An affair is not just time between the sheets; it’s when your current spouse is no longer the priority, and someone else is.
Sex often leads to some of the most screwed up situations life can bring. Desire. Lust. Indulgence. The things we are constantly exposed to in our society. It’s in our face all the time. Some, not all, believe the only time an affair occurs is when two people, who are not married to each other, get in the bed together.
It’s simply not the case.
No one is immune to an affair and the quickest way to find yourself in trouble is to say, “It could never happen to me.”
You see, it’s the moment when you find yourself drifting away in thoughts of what you would rather be doing with another person, regardless of your sexual orientation, than what you would rather be doing with your committed spouse/partner, that your affair takes place. It’s a slippery, seductive process.

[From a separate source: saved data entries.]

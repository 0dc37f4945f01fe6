//! Deterministic encoders for tests that must not download a model.

use std::sync::atomic::{AtomicUsize, Ordering};

use crate::semantic::{Embedding, EmbeddingError, TextEncoder};

/// Hashed bag-of-words encoder.
///
/// Each lowercase alphanumeric token increments one bucket chosen by its
/// SHA256. Texts sharing words get positive cosine similarity; texts sharing
/// none score (almost always) 0. Empty text encodes to the zero vector.
pub struct BagOfWordsEncoder {
    dimensions: usize,
}

impl BagOfWordsEncoder {
    pub fn new(dimensions: usize) -> Self {
        Self { dimensions }
    }

    fn bucket(&self, token: &str) -> usize {
        use sha2::{Digest, Sha256};
        let digest = Sha256::digest(token.as_bytes());
        let mut bytes = [0u8; 8];
        bytes.copy_from_slice(&digest[..8]);
        (u64::from_le_bytes(bytes) % self.dimensions as u64) as usize
    }

    fn encode(&self, text: &str) -> Embedding {
        let mut v = vec![0.0; self.dimensions];
        for token in text
            .split(|c: char| !c.is_alphanumeric())
            .filter(|t| !t.is_empty())
        {
            v[self.bucket(&token.to_lowercase())] += 1.0;
        }
        v
    }
}

impl Default for BagOfWordsEncoder {
    fn default() -> Self {
        Self::new(1024)
    }
}

impl TextEncoder for BagOfWordsEncoder {
    fn name(&self) -> &str {
        "bag-of-words"
    }

    fn dimensions(&self) -> usize {
        self.dimensions
    }

    fn encode_many(&self, texts: &[String]) -> Result<Vec<Embedding>, EmbeddingError> {
        Ok(texts.iter().map(|t| self.encode(t)).collect())
    }
}

/// Wraps an encoder and counts `encode_many` invocations.
pub struct CountingEncoder<E> {
    inner: E,
    calls: AtomicUsize,
    texts: AtomicUsize,
}

impl<E: TextEncoder> CountingEncoder<E> {
    pub fn new(inner: E) -> Self {
        Self {
            inner,
            calls: AtomicUsize::new(0),
            texts: AtomicUsize::new(0),
        }
    }

    pub fn calls(&self) -> usize {
        self.calls.load(Ordering::SeqCst)
    }

    pub fn texts(&self) -> usize {
        self.texts.load(Ordering::SeqCst)
    }
}

impl<E: TextEncoder> TextEncoder for CountingEncoder<E> {
    fn name(&self) -> &str {
        self.inner.name()
    }

    fn dimensions(&self) -> usize {
        self.inner.dimensions()
    }

    fn encode_many(&self, texts: &[String]) -> Result<Vec<Embedding>, EmbeddingError> {
        self.calls.fetch_add(1, Ordering::SeqCst);
        self.texts.fetch_add(texts.len(), Ordering::SeqCst);
        self.inner.encode_many(texts)
    }
}

/// Encoder whose model never loads.
pub struct FailingEncoder;

impl TextEncoder for FailingEncoder {
    fn name(&self) -> &str {
        "failing"
    }

    fn dimensions(&self) -> usize {
        4
    }

    fn encode_many(&self, _texts: &[String]) -> Result<Vec<Embedding>, EmbeddingError> {
        Err(EmbeddingError::EmbeddingFailed("model unavailable".to_string()))
    }
}
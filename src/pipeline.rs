//! Complaint CSV loading and cleaning.
//!
//! Raw exports use inconsistent headers ("Consumer complaint narrative",
//! "ZIP code", "Sub-product", ...). Cleaning maps them onto the typed
//! [`Record`] schema:
//! 1. Parse the first date column found
//! 2. Locate the narrative column, substituting "" for missing text
//! 3. Normalize column names (lowercase, `_` for spaces and hyphens)
//! 4. Keep only the known metadata columns

use std::path::Path;
use std::time::Instant;

use anyhow::Context;
use chrono::{DateTime, NaiveDate, NaiveDateTime};

use crate::complaints::{ComplaintMetadata, MetadataField, Record};

const NARRATIVE_COLUMN: &str = "consumer_complaint_narrative";

/// Date columns, tried in order. The first present one wins.
///
/// A bare `date` column also lands in `date_received`; it is only read when
/// neither received-date header exists.
const DATE_COLUMNS: [&str; 3] = ["date_received", "Date received", "date"];

const DATE_FORMATS: [&str; 3] = ["%Y-%m-%d", "%m/%d/%Y", "%m/%d/%y"];

/// A CSV file as read from disk: headers plus string cells.
#[derive(Debug, Clone, Default)]
pub struct RawTable {
    pub headers: Vec<String>,
    pub rows: Vec<Vec<String>>,
}

impl RawTable {
    fn column(&self, name: &str) -> Option<usize> {
        self.headers.iter().position(|h| h == name)
    }
}

/// Read up to `sample_size` rows of a complaint CSV (all rows if `None`).
pub fn load_complaints(path: &Path, sample_size: Option<usize>) -> anyhow::Result<RawTable> {
    match sample_size {
        Some(n) => log::info!("Loading sample of {} rows from {}", n, path.display()),
        None => log::info!("Loading all rows from {}", path.display()),
    }

    let now = Instant::now();
    let mut csv_reader = csv::ReaderBuilder::new()
        .flexible(true)
        .from_path(path)
        .with_context(|| format!("failed to open {}", path.display()))?;

    let headers = csv_reader
        .headers()
        .context("failed to read csv headers")?
        .iter()
        .map(|h| h.trim().to_string())
        .collect::<Vec<_>>();

    let mut rows = vec![];
    for record in csv_reader.records() {
        if sample_size.is_some_and(|n| rows.len() >= n) {
            break;
        }
        let record = record.with_context(|| format!("malformed row {}", rows.len() + 1))?;
        rows.push(record.iter().map(|cell| cell.to_string()).collect());
    }

    log::info!(
        "Successfully loaded {} records in {:?}",
        rows.len(),
        now.elapsed()
    );

    Ok(RawTable { headers, rows })
}

/// Normalize a raw header: lowercase, spaces and hyphens become `_`.
pub fn normalize_column(name: &str) -> String {
    name.trim()
        .to_lowercase()
        .chars()
        .map(|c| if c == ' ' || c == '-' { '_' } else { c })
        .collect()
}

/// Parse a date cell. Unparseable values yield `None`.
pub fn parse_date(value: &str) -> Option<NaiveDate> {
    let value = value.trim();
    if value.is_empty() {
        return None;
    }

    for format in DATE_FORMATS {
        if let Ok(date) = NaiveDate::parse_from_str(value, format) {
            return Some(date);
        }
    }

    if let Ok(datetime) = DateTime::parse_from_rfc3339(value) {
        return Some(datetime.date_naive());
    }
    for format in ["%Y-%m-%dT%H:%M:%S", "%Y-%m-%d %H:%M:%S"] {
        if let Ok(datetime) = NaiveDateTime::parse_from_str(value, format) {
            return Some(datetime.date());
        }
    }

    None
}

/// Index of the narrative column: the one normalizing to
/// `consumer_complaint_narrative` if present, otherwise
/// the first column mentioning "narrative" or "complaint".
fn narrative_column(table: &RawTable) -> Option<usize> {
    let canonical = table
        .headers
        .iter()
        .position(|h| normalize_column(h) == NARRATIVE_COLUMN);

    canonical.or_else(|| {
        table.headers.iter().position(|h| {
            let lower = h.to_lowercase();
            lower.contains("narrative") || lower.contains("complaint")
        })
    })
}

/// Turn a raw table into records. Row order becomes record position.
pub fn clean_complaints(table: &RawTable) -> Vec<Record> {
    let date_col = DATE_COLUMNS.iter().find_map(|name| table.column(name));
    let narrative_col = narrative_column(table);
    if narrative_col.is_none() {
        log::warn!("No narrative column found, narratives will be empty");
    }

    let field_cols: Vec<(MetadataField, usize)> = table
        .headers
        .iter()
        .enumerate()
        .filter_map(|(idx, header)| {
            MetadataField::from_column(&normalize_column(header)).map(|field| (field, idx))
        })
        .collect();

    let records: Vec<Record> = table
        .rows
        .iter()
        .enumerate()
        .map(|(position, row)| {
            let cell = |idx: usize| row.get(idx).map(|v| v.trim()).filter(|v| !v.is_empty());

            let mut metadata = ComplaintMetadata::default();
            for (field, idx) in &field_cols {
                // first matching column wins, e.g. "Company" before "company"
                if metadata.get(*field).is_none() {
                    metadata.set(*field, cell(*idx).map(str::to_string));
                }
            }
            metadata.date_received = date_col.and_then(cell).and_then(parse_date);

            let narrative = narrative_col
                .and_then(|idx| row.get(idx))
                .cloned()
                .unwrap_or_default();

            Record {
                position,
                narrative,
                metadata,
            }
        })
        .collect();

    log::info!("Data cleaning complete. {} records", records.len());
    records
}
impl PassExecutor<'_> {
    fn record(
        &mut self,
        pass_nodes: &mut [RenderGraphPassNode],
        plan: &BarrierPlan,
        markers: &[GraphMarker],
    ) -> Result<(), RenderGraphError> {
        self.emit_markers(markers, None);
        self.issue_barriers(&plan.leading_barriers);

        for (index, compiled) in plan.passes.iter().enumerate() {
            let node = &mut pass_nodes[index];

            if node.is_culled() {
                trace!("Skip culled pass [{}]", node.name);
                self.report.culled_passes += 1;
            } else {
                let pass = node.pass.take();
                let node = &pass_nodes[index];

                self.command_context.begin_marker(&node.name);
                self.prepare(compiled)?;

                if let Some(pass) = pass {
                    let mut context = RenderContext::new(
                        node,
                        self.resources,
                        self.transient,
                        &mut *self.command_context,
                        self.fatal_contract_violations,
                    );
                    pass.execute(&mut context);
                }

                self.command_context.end_marker();
                self.report.executed_passes += 1;
            }

            self.issue_barriers(&compiled.post_barriers);
            self.emit_markers(markers, Some(index as u32));
            self.surrender(compiled)?;
        }

        Ok(())
    }

    /// Materialize, transition and clear everything the pass is about to touch.
    fn prepare(&mut self, compiled: &CompiledPass) -> Result<(), RenderGraphError> {
        for id in &compiled.materialize {
            if let Some(descriptor) = self.resources[*id as usize].descriptor() {
                self.transient.acquire(*id, descriptor)?;
            }
        }

        self.issue_barriers(&compiled.barriers);

        for barrier in compiled.barriers.iter().filter(|barrier| barrier.clear) {
            let Some(resource) = self.transient.get_raw(barrier.resource) else { continue };
            match self.resources[barrier.resource as usize].descriptor() {
                Some(ResourceDescriptor::Image(desc)) => self.command_context.clear_image(&resource, desc.clear_color),
                Some(_) => self.command_context.clear_buffer(&resource, 0),
                None => {}
            }
        }

        Ok(())
    }

    fn issue_barriers(&mut self, barriers: &[PassBarrier]) {
        if barriers.is_empty() {
            return;
        }

        let barrier_infos = barriers
            .iter()
            .filter_map(|barrier| match self.transient.get_raw(barrier.resource) {
                Some(resource) => Some(ResourceBarrierInfo {
                    resource,
                    src: barrier.src,
                    dst: barrier.dst,
                }),
                None => {
                    error!("Resource #{} has no physical resource to transition", barrier.resource);
                    None
                }
            })
            .collect::<SmallVec<[ResourceBarrierInfo; 8]>>();

        if !barrier_infos.is_empty() {
            self.report.barriers += barrier_infos.len() as u32;
            self.command_context.resource_barrier(&barrier_infos);
        }
    }

    fn emit_markers(&mut self, markers: &[GraphMarker], after_pass: Option<u32>) {
        for marker in markers.iter().filter(|marker| marker.after_pass == after_pass) {
            match &marker.command {
                MarkerCommand::Begin(name) => self.command_context.begin_marker(name),
                MarkerCommand::End => self.command_context.end_marker(),
            }
        }
    }

    fn surrender(&mut self, compiled: &CompiledPass) -> Result<(), RenderGraphError> {
        for (id, hash) in &compiled.surrender {
            self.transient.surrender(*id, *hash)?;
        }
        Ok(())
    }
}

fn extract(transient: &TransientResourceSystem, resources: &[ResourceStorage], extraction: &PendingExtraction) -> Result<(), RenderGraphError> {
    let storage = resources
        .get(extraction.id as usize)
        .ok_or(RenderGraphError::UnknownResource { id: extraction.id })?;

    let resource = match &storage.origin {
        ResourceOrigin::External { resource, .. } => resource.clone(),
        ResourceOrigin::Transient { descriptor, .. } => match transient.take(extraction.id) {
            Some(resource) => resource,
            None => {
                warn!("Extracted resource [{}] was never written by the graph", storage.name);
                transient.acquire(extraction.id, descriptor)?;
                transient
                    .take(extraction.id)
                    .ok_or(RenderGraphError::NotAllocated { id: extraction.id })?
            }
        },
    };

    extraction.target.fill(resource);
    Ok(())
}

A flirtatious act here, a touch there. A secret message sent, and then compliments come at the perfect time.
The anatomy of an affair: It’s seductive. It comes at you when you are at your weakest, when you never expect it. There is not one person who is immune to falling prey to temptation. It can be avoided though. On the front side of it all, it may appear to be glamorous, exciting, thrilling, and super sexy. But, on the other side it is filled with pain, embarrassment, humiliation, anger, hurt, and misery.
We cannot expect to “play with fire without getting burned.” It is inevitable. I once heard someone say, “Well, everyone is (screwing) someone." Is this really the way society has gone? Obviously having an affair is not on the decline (See the Ashley Madison fiasco). About 10% of the American population was on that list. Think about that. TEN PERCENT.
Having an affair hurts everyone involved. Period. But, if you are there, or have recently been there, it is not the end of you. Sure, there may be people around you who say they hate you, and you may even hate me for writing this, but, it has to be said.
It would be safe to say that if we reclassified “cheating,” or having an affair, by including deleted texts, hidden pictures, secret dates, extensive thoughts, whatever, then most of us are guilty at one point or another. All I am saying is this: We are adults. Adults will do what they want, most of the time. But why do something that is going to bring on pain? Because, pain: It. Will. Happen.
So here is how we can avoid the trap of an affair. If you don’t believe it is a trap, just ignore this and move along. No need to keep reading.
The “secret” to avoiding the trap of an affair is to be transparent with your spouse. Maybe your relationship does not require or have the capacity for transparency, not all do. I can tell you, though, if you want to avoid the trap, be transparent.
Finally, please don’t take this as someone trying to tell you what to do or not to do. I am not foolish enough to believe that. I have made my share of mistakes, like many have. My hope is that this will save someone else the heartache. My wife and I have been married this year for fifteen years, and it all hasn’t been easy. We’ve both contributed, in one way or another, to difficult times. But, in the end, we both come together and contributed to the success of our relationship.
Just because we are transparent does not mean we are weak as men. Nor does it mean we are less of a man. In fact, there is a tremendous freedom found in forgiving yourself, others, and being transparent with your spouse.
Mistakes are not the end of us as men. We all make them. How we respond to them, well, that may very well determine our legacy.